UCHRI was pleased to host the "Speculative Globalities" residential research group during Spring 2009 (March 16, 2009 - June 12, 2009), convened by Bishnupriya Ghosh, English, UC Santa Barbara and Bhaskar Sarkar, Film and Media, UC Santa Barbara.

RRG spring 2009
Front row from left to right:
Cesare Casarino, Bishnupriya Ghosh, Rita Raley, Bhaskar Sarkar
Back row from left to right:
Colin Milburn, Geeta Patel, Aimee Bahng, Sudipta Sen
Photo by Jennifer Wilkens

Participants:
Aimee Bahng, English, Dartmouth College
Cesare Casarino, Cultural Studies and Comparative Literature, University of Minnesota
Bishnupriya Ghosh, English, UC Santa Barbara, Convener
Colin Milburn, English, UC Davis
Geeta Patel, Middle East and South Asian Studies and Women and Gender Studies,
University of Virginia
Rita Raley, English, UC Santa Barbara
Bhaskar Sarkar, Film and Media, UC Santa Barbara, Co-Organizer
Sudipta Sen, History, UC Davis 


Group Proposal

Project Overview
Beginning with the premise that uncertainty is the only certitude of being in contemporary globalities, we propose to develop its logic more fully. A statistical logic having to do with unknown or unstable states, lack of information, and the tasks of apprehension and prediction, uncertainty refers to a situation where the number and nature of all possible states are unknown. Hence it can be a particularly useful critical logic for what remains invisible, unknown, and unthought in our present confrontations with global phenomena.
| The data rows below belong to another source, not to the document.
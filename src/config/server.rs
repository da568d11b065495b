//! The `server { }` block: port, CORS, codecs, templates, routers, security.

use std::fmt;
use std::sync::Arc;

use crate::config::profiles::Profiled;
use crate::config::schema::{CodecKind, CodecsDsl, CorsRule, TemplateConfig};
use crate::context::{ApplicationContext, BeanError};
use crate::routing::{CoRouterBuilder, RouteTable, RouterBuilder};
use crate::security::{SecurityConfig, SecurityDsl};

pub const DEFAULT_PORT: u16 = 8080;
pub const DEFAULT_REQUEST_TIMEOUT_SECS: u64 = 30;
pub const DEFAULT_MAX_BODY_SIZE: usize = 2 * 1024 * 1024;

type DirectRouterFn =
    dyn Fn(&ApplicationContext, &mut RouterBuilder) -> Result<(), BeanError> + Send + Sync;
type DeferredRouterFn =
    dyn Fn(&ApplicationContext, &mut CoRouterBuilder) -> Result<(), BeanError> + Send + Sync;

/// A route source contributed to the server, realized against the context.
#[derive(Clone)]
pub enum RouterRegistration {
    /// `router { }`: direct handlers, may look up beans.
    Direct(Arc<DirectRouterFn>),
    /// `co_router { }`: suspending handlers, may look up beans.
    Deferred(Arc<DeferredRouterFn>),
    /// A table built ahead of time.
    Table(RouteTable),
}

impl fmt::Debug for RouterRegistration {
    fn fmt(&self, f: &mut fmt::Formatter<'_>) -> fmt::Result {
        match self {
            RouterRegistration::Direct(_) => f.write_str("Direct(..)"),
            RouterRegistration::Deferred(_) => f.write_str("Deferred(..)"),
            RouterRegistration::Table(table) => write!(f, "Table({} routes)", table.len()),
        }
    }
}

/// Realized-once server settings.
#[derive(Debug, Clone)]
pub struct ServerConfig {
    pub port: Profiled<u16>,
    pub host: String,
    pub cors: Vec<CorsRule>,
    pub codecs: Vec<CodecKind>,
    /// `Some` when the mustache engine is selected.
    pub template: Option<TemplateConfig>,
    pub request_timeout_secs: u64,
    pub max_body_size: usize,
    pub routers: Vec<RouterRegistration>,
    pub security: Option<SecurityConfig>,
}

impl Default for ServerConfig {
    fn default() -> Self {
        Self {
            port: Profiled::new(DEFAULT_PORT),
            host: "0.0.0.0".to_string(),
            cors: Vec::new(),
            codecs: Vec::new(),
            template: None,
            request_timeout_secs: DEFAULT_REQUEST_TIMEOUT_SECS,
            max_body_size: DEFAULT_MAX_BODY_SIZE,
            routers: Vec::new(),
            security: None,
        }
    }
}

/// Receiver of `cors { }`.
#[derive(Debug, Default)]
pub struct CorsDsl {
    rules: Vec<CorsRule>,
}

impl CorsDsl {
    /// Allow `origin` with the default methods (GET, HEAD, POST) and any header.
    pub fn origin(&mut self, origin: impl Into<String>) -> &mut CorsRule {
        self.rules.push(CorsRule::new(origin));
        let last = self.rules.len() - 1;
        &mut self.rules[last]
    }
}

/// Receiver of `server { }`.
#[derive(Debug, Default)]
pub struct ServerDsl {
    config: ServerConfig,
}

impl ServerDsl {
    /// Default port; profile overrides from `port_for` are kept.
    pub fn port(&mut self, port: u16) -> &mut Self {
        self.config.port.set_default(port);
        self
    }

    /// Use `port` instead when `profile` is active.
    pub fn port_for(&mut self, profile: impl Into<String>, port: u16) -> &mut Self {
        let current = std::mem::take(&mut self.config.port);
        self.config.port = current.when(profile, port);
        self
    }

    pub fn host(&mut self, host: impl Into<String>) -> &mut Self {
        self.config.host = host.into();
        self
    }

    pub fn cors(&mut self, f: impl FnOnce(&mut CorsDsl)) -> &mut Self {
        let mut dsl = CorsDsl::default();
        f(&mut dsl);
        self.config.cors.extend(dsl.rules);
        self
    }

    pub fn codecs(&mut self, f: impl FnOnce(&mut CodecsDsl)) -> &mut Self {
        let mut dsl = CodecsDsl::default();
        f(&mut dsl);
        self.config.codecs.extend(dsl.codecs);
        self
    }

    /// Select the mustache engine with default prefix and suffix.
    pub fn mustache(&mut self) -> &mut Self {
        self.mustache_with(|_| {})
    }

    pub fn mustache_with(&mut self, f: impl FnOnce(&mut TemplateConfig)) -> &mut Self {
        let mut template = self.config.template.take().unwrap_or_default();
        f(&mut template);
        self.config.template = Some(template);
        self
    }

    /// Contribute direct-flavor routes, built once the context is realized.
    pub fn router<F>(&mut self, f: F) -> &mut Self
    where
        F: Fn(&ApplicationContext, &mut RouterBuilder) -> Result<(), BeanError> + Send + Sync + 'static,
    {
        self.config.routers.push(RouterRegistration::Direct(Arc::new(f)));
        self
    }

    /// Contribute suspending-flavor routes, built once the context is realized.
    pub fn co_router<F>(&mut self, f: F) -> &mut Self
    where
        F: Fn(&ApplicationContext, &mut CoRouterBuilder) -> Result<(), BeanError> + Send + Sync + 'static,
    {
        self.config.routers.push(RouterRegistration::Deferred(Arc::new(f)));
        self
    }

    /// Contribute a prebuilt route table.
    pub fn routes(&mut self, table: RouteTable) -> &mut Self {
        self.config.routers.push(RouterRegistration::Table(table));
        self
    }

    pub fn security(&mut self, f: impl FnOnce(&mut SecurityDsl)) -> &mut Self {
        let mut dsl = SecurityDsl::default();
        f(&mut dsl);
        self.config.security = Some(dsl.into_config());
        self
    }

    pub fn request_timeout_secs(&mut self, secs: u64) -> &mut Self {
        self.config.request_timeout_secs = secs;
        self
    }

    pub fn max_body_size(&mut self, bytes: usize) -> &mut Self {
        self.config.max_body_size = bytes;
        self
    }

    pub(crate) fn into_config(self) -> ServerConfig {
        self.config
    }
}

#[cfg(test)]
mod tests {
    use super::*;
    use crate::config::profiles::Profiles;

    #[test]
    fn test_profile_conditional_port() {
        let mut dsl = ServerDsl::default();
        dsl.port(8080).port_for("test", 8181);
        let config = dsl.into_config();

        assert_eq!(*config.port.resolve(&Profiles::default()), 8080);
        assert_eq!(*config.port.resolve(&Profiles::parse("test")), 8181);
    }

    #[test]
    fn test_port_keeps_profile_overrides() {
        let mut dsl = ServerDsl::default();
        dsl.port_for("test", 8181).port(9000);
        let config = dsl.into_config();

        assert_eq!(*config.port.resolve(&Profiles::parse("test")), 8181);
        assert_eq!(*config.port.default_value(), 9000);
    }

    #[test]
    fn test_cors_and_codecs_accumulate() {
        let mut dsl = ServerDsl::default();
        dsl.cors(|c| {
            c.origin("example.com");
            c.origin("*").allowed_methods(["GET"]);
        })
        .codecs(|c| {
            c.string().json();
        })
        .mustache();
        let config = dsl.into_config();

        assert_eq!(config.cors.len(), 2);
        assert_eq!(config.cors[1].allowed_methods, vec!["GET"]);
        assert_eq!(config.codecs, vec![CodecKind::String, CodecKind::Json]);
        assert_eq!(config.template, Some(TemplateConfig::default()));
    }

    #[test]
    fn test_routers_keep_registration_order() {
        let mut dsl = ServerDsl::default();
        dsl.routes(RouteTable::default())
            .router(|_ctx, _r| Ok(()))
            .co_router(|_ctx, _r| Ok(()));
        let config = dsl.into_config();

        assert!(matches!(config.routers[0], RouterRegistration::Table(_)));
        assert!(matches!(config.routers[1], RouterRegistration::Direct(_)));
        assert!(matches!(config.routers[2], RouterRegistration::Deferred(_)));
    }
}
New global phenomena (e.g. yoga, bird flu, cellular robotics) in constant flux direct a rethinking of existing categories, established genealogies, fixed epistemological pathways, and available vocabularies. To follow the entangled circuitry of present global forms requires a radical openness to intervention from other epistemologies and, ideally, collaborative interdisciplinary investigation. We could think of such radical openness as a critical habit—informed by uncertainty—as reasoned but imaginative speculation.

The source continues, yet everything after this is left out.